It takes work to have a healthy marriage, but it is possible. Simonne Pace finds out from family therapist Karen Bishop that couples seem to face their toughest hurdle at the beginning of married life. Here are some of the challenges she faces with couples receiving therapy...

What are the most common problems couples talk about during therapy?

Being a couple is a beautiful but challenging experience. A lot of couples struggle with maintaining a balance between the ‘I’ and the ‘we’, that is between their individual identities and needs vis-à-vis what the couple needs to grow together as a pair.

Some people might invest a lot of energy in thinking: “What do I need from this relationship?” at the expense of thinking about: “What does my partner need from this relationship? What can help us grow as a couple?”

This is a challenge all couples face, especially at the beginning of their married life together. The idea of the honeymoon and being all lovey-dovey is more often than not a myth. I encounter many couples who struggle at the beginning of marriage.

It is a period where the couple needs to make a lot of adjustments. For most couples, it will be their first time living together. They are creating a new lifestyle as a couple, learning how to manage a household together and renegotiating relationships with parents and in-laws.

Maybe some advice would be to listen more rather than make assumptions about what’s going on for their partner

A lot of couples feel they do not have permission to talk about this since everybody expects them to be happily in love, but in reality many couples encounter difficulties until they settle into their marriage.

Can the problems be solved?

These difficulties can be worked through if both partners can take responsibility for the relationship and any shortcomings. What I am often interested in is exploring with the couple what makes each of them feel loved.

It is very often surprising to hear what your partner comes up with. Most people try to show love through what makes them feel loved, which might be different from what their partner would actually desire from them. So maybe some advice would be to listen more rather than make assumptions about what’s going on for their partner.

What do you talk about during therapy sessions with couples?

When I meet a couple, I’m always interested in what would make a couple seek help now, as opposed to the years during which the problems have been building up. I would also want to find out more about their beliefs and experiences of what being part of a couple means to them. This helps me understand where they’re coming from and what expectations they entered an intimate relationship with.

Does the Institute of Family Therapy Malta have any statistics on how many clients it sees?

To date, the institute does not yet have any formal records or statistics of clients seen. What we have is a treasure of clinical experience which helps us understand and connect to the increasing complexities of couple and family life.

How many couples do you see on average? Ages, background...?

I have worked with couples from all walks of life. There is no distinction between age, social background or status when it comes to relationship issues. Every couple needs to nurture their relationship; nobody affords to take their relationship for granted.

Is therapy effective?

I’d like to think that I have assisted couples in rebuilding their relationship. For a lot of couples, coming to therapy is a brave step in the right direction in itself. It is not easy to go to a professional you’ve never met before and discuss your personal and intimate issues.

Although therapist expertise is essential, I believe the greatest predictor of whether a couple will overcome the issues that brought them to therapy is their willingness and energy to be there for each other and work together to improve their relationship.

List some destructive behaviours in a marriage…

A very famous couple therapist, John Gotmann, describes how certain attitudes and behaviours are so destructive to a relationship that he even describes them as predictors of divorce. These are continuously criticising one’s partner, defensiveness, namely never taking responsibility and blaming one’s partner.

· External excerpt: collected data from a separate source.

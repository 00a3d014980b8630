//! Wire-level round trips across the packet, control and handshake codecs.

use bytes::Bytes;
use srt_crypt::{derive_key, CipherKind, CipherSession};
use srt_proto::handshake::{Extension, HandshakeBody, HandshakeType, EXT_MAGIC, SRT_VERSION};
use srt_proto::{
    AckBody, CodecError, ControlKind, ControlPacket, DataHeader, DataPacket, KeyFlag, LossEntry,
    MessageNumber, NakBody, Packet, PacketPosition, SeqNumber, HEADER_LEN,
};

#[test]
fn data_header_field_for_field_roundtrip() {
    let header = DataHeader {
        seq: SeqNumber::new(1234),
        position: PacketPosition::Only,
        ordered: true,
        key_flag: KeyFlag::Even,
        retransmitted: false,
        message: MessageNumber::new(5678),
        timestamp: 1000,
        dest_socket_id: 999,
    };
    let wire = DataPacket {
        header,
        payload: Bytes::new(),
    }
    .encode();
    assert_eq!(wire.len(), 16);

    let back = DataPacket::decode(&wire).unwrap();
    assert_eq!(back.header.seq.raw(), 1234);
    assert_eq!(back.header.position, PacketPosition::Only);
    assert!(back.header.ordered);
    assert_eq!(back.header.key_flag, KeyFlag::Even);
    assert!(!back.header.retransmitted);
    assert_eq!(back.header.message.raw(), 5678);
    assert_eq!(back.header.timestamp, 1000);
    assert_eq!(back.header.dest_socket_id, 999);
}

#[test]
fn ack_control_roundtrip() {
    let packet = ControlPacket {
        header: srt_proto::packet::ControlHeader::new(ControlKind::Ack, 12345, 2000, 888),
        body: Bytes::new(),
    };
    let wire = packet.encode();

    let Packet::Control(back) = Packet::decode(&wire).unwrap() else {
        panic!("control flag lost in transit");
    };
    assert_eq!(back.header.kind, ControlKind::Ack);
    assert_eq!(back.header.info, 12345);
    assert_eq!(back.header.timestamp, 2000);
    assert_eq!(back.header.dest_socket_id, 888);
}

#[test]
fn crypto_identity_under_shared_passphrase() {
    let salt = [0x42u8; 16];
    let key = derive_key("my_secret_passphrase", &salt, CipherKind::Aes256).unwrap();
    let mut sender = CipherSession::new("my_secret_passphrase".into(), key.clone(), 1_000_000);
    let mut receiver = CipherSession::new("my_secret_passphrase".into(), key, 1_000_000);

    let plaintext = b"Hello, SRT World!";
    let mut buf = plaintext.to_vec();
    let parity = sender.encrypt(12345, &mut buf).unwrap();

    assert_eq!(buf.len(), plaintext.len());
    assert_ne!(&buf[..], plaintext);

    receiver.decrypt(12345, parity, &mut buf).unwrap();
    assert_eq!(&buf[..], plaintext);
}

#[test]
fn short_datagrams_rejected_with_typed_error() {
    for len in 0..HEADER_LEN {
        let datagram = vec![0u8; len];
        assert_eq!(
            Packet::decode(&datagram).unwrap_err(),
            CodecError::ShortHeader(len)
        );
    }
}

#[test]
fn nak_singletons_and_ranges_roundtrip() {
    let body = NakBody::new(vec![
        LossEntry::Single(SeqNumber::new(4)),
        LossEntry::Range(SeqNumber::new(7), SeqNumber::new(11)),
    ]);
    let decoded = NakBody::decode(&body.encode()).unwrap();
    assert_eq!(decoded, body);
    assert_eq!(decoded.loss_count(), 6);
}

#[test]
fn ack_body_carries_echo_for_rtt() {
    let body = AckBody {
        echo_timestamp: 555_555,
        rtt_us: 30_000,
        rtt_var_us: 4_000,
        recv_rate_bps: 2_000_000,
    };
    let decoded = AckBody::decode(&body.encode()).unwrap().unwrap();
    assert_eq!(decoded.echo_timestamp, 555_555);
}

#[test]
fn handshake_body_survives_the_wire() {
    let body = HandshakeBody {
        version: SRT_VERSION,
        encryption_field: 2,
        extension_field: EXT_MAGIC,
        initial_seq: SeqNumber::new(777),
        mtu: 1500,
        max_flow_window: 8192,
        handshake_type: HandshakeType::Conclusion,
        socket_id: 31337,
        peer_ip: [0u8; 16],
        extensions: vec![
            Extension::SrtVersion(SRT_VERSION),
            Extension::Flags(1),
            Extension::TsbpdDelay(150_000),
            Extension::PeerLatency(150_000),
            Extension::KeySalt([7u8; 16]),
        ],
    };
    let back = HandshakeBody::decode(&body.encode()).unwrap();
    assert_eq!(back, body);
    assert_eq!(back.tsbpd_delay_us(), Some(150_000));
    assert_eq!(back.key_salt(), Some([7u8; 16]));
}

#[test]
fn payload_bytes_pass_through_untouched() {
    let payload = Bytes::from((0u8..=255).collect::<Vec<u8>>());
    let packet = DataPacket {
        header: DataHeader {
            seq: SeqNumber::new(1),
            position: PacketPosition::Only,
            ordered: false,
            key_flag: KeyFlag::None,
            retransmitted: false,
            message: MessageNumber::new(1),
            timestamp: 0,
            dest_socket_id: 0,
        },
        payload: payload.clone(),
    };
    let back = DataPacket::decode(&packet.encode()).unwrap();
    assert_eq!(back.payload, payload);
}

Another relationship killer is stonewalling, where a partner withdraws emotionally and appears not to pay attention to the other partner when the latter is speaking. Finally he mentions contempt as the highest predictor of divorce.

This involves being spiteful and insulting to one’s partner. Unfortunately, some people think fighting means doing away with basics of respect, hurting each other in the process.

What does/should couple therapy provide?

A therapeutic setting should provide a safe and confidential space where, with the therapist’s assistance, both members of the couple can be heard and, more importantly, hear each other. The therapist provides a medium that helps the couple ‘unravel’ the presenting problem and together collaborate towards finding a more constructive way of dealing with difficulties within the relationship.

Karen Bishop is a systematic family therapist and co-director of the Institute of Family Therapy Malta. IFT-Malta provides training and clinical work in the field of systematic family psychotherapy with families, couples and individuals.Karen Bishop is a systematic family therapist and co-director of the Institute of Family Therapy Malta. IFT-Malta provides training and clinical work in the field of systematic family psychotherapy with families, couples and individuals.

What has been the greatest satisfaction in your career so far?

This is a tricky question! There have been many satisfactory moments. When I see a couple emerge stronger and more connected after some work together, I leave the office feeling happy and hopeful.

How do couples react to couple therapy?

I am a systematic therapist, which means that I try to not only look at an individual on his own, but as a member of a system; the couple being one of the systems a person belongs to.

Clients are very often surprised when I help both members of the couple recognise that they both share responsibility for the relationship and any difficulties that have arisen.